### TASK TO CARRY OUT
As the answer, give a copy of each line below that includes the word "spec".

Saved data entries
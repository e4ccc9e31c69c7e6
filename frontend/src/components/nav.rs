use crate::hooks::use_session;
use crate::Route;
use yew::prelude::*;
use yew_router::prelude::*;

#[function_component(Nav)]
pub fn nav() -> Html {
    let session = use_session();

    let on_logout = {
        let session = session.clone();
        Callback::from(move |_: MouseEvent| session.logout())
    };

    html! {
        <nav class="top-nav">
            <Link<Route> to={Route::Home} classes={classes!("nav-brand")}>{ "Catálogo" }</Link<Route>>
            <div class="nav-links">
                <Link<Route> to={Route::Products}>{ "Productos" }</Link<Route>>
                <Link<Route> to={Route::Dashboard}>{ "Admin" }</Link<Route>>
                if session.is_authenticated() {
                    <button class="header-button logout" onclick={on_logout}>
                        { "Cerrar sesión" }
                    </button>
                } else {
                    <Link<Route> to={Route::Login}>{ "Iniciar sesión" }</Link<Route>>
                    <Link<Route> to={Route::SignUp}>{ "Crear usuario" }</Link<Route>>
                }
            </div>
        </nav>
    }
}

==

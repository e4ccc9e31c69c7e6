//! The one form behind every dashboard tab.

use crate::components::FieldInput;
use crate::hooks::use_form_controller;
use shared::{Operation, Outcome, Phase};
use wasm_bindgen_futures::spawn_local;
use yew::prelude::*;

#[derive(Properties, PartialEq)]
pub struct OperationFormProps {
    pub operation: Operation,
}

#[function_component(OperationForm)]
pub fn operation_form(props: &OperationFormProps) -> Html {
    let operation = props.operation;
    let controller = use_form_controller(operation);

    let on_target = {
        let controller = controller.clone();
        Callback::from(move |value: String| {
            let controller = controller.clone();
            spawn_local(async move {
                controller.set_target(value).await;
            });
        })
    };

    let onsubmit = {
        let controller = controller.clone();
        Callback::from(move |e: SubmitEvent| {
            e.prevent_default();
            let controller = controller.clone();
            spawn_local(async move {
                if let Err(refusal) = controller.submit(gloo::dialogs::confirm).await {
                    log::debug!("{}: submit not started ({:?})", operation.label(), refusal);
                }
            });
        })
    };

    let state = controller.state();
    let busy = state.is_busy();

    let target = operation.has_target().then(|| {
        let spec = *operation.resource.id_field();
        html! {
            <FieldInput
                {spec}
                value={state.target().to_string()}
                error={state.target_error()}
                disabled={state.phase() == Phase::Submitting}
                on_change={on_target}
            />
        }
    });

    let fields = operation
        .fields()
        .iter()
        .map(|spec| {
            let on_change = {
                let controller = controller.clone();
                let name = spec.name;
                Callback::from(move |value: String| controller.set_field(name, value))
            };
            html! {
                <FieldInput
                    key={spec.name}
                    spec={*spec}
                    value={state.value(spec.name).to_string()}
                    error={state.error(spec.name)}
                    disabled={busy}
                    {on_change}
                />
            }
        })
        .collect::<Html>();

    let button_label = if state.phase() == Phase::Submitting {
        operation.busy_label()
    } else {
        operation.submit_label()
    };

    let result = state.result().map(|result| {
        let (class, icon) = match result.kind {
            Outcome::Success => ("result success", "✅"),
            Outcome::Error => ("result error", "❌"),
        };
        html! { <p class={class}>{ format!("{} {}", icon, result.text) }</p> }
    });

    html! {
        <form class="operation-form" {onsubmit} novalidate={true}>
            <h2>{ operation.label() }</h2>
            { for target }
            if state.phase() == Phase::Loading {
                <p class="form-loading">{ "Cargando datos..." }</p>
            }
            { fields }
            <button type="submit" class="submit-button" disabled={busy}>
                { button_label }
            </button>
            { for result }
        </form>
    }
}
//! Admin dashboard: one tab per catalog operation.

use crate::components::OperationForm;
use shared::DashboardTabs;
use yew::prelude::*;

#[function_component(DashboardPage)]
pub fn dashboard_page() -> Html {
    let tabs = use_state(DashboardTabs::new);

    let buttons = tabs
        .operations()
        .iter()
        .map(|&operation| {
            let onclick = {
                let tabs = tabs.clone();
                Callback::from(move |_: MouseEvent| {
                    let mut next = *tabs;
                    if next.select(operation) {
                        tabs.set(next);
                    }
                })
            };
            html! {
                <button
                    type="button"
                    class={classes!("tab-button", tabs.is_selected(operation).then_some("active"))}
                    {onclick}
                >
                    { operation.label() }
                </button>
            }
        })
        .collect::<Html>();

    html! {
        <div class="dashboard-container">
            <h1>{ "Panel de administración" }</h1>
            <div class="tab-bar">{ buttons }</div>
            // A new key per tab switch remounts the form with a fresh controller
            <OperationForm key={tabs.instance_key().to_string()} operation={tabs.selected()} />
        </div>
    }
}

### RESULT
        let spec = *operation.resource.id_field();
                {spec}
        .map(|spec| {
                let name = spec.name;
                    key={spec.name}
                    spec={*spec}
                    value={state.value(spec.name).to_string()}
                    error={state.error(spec.name)}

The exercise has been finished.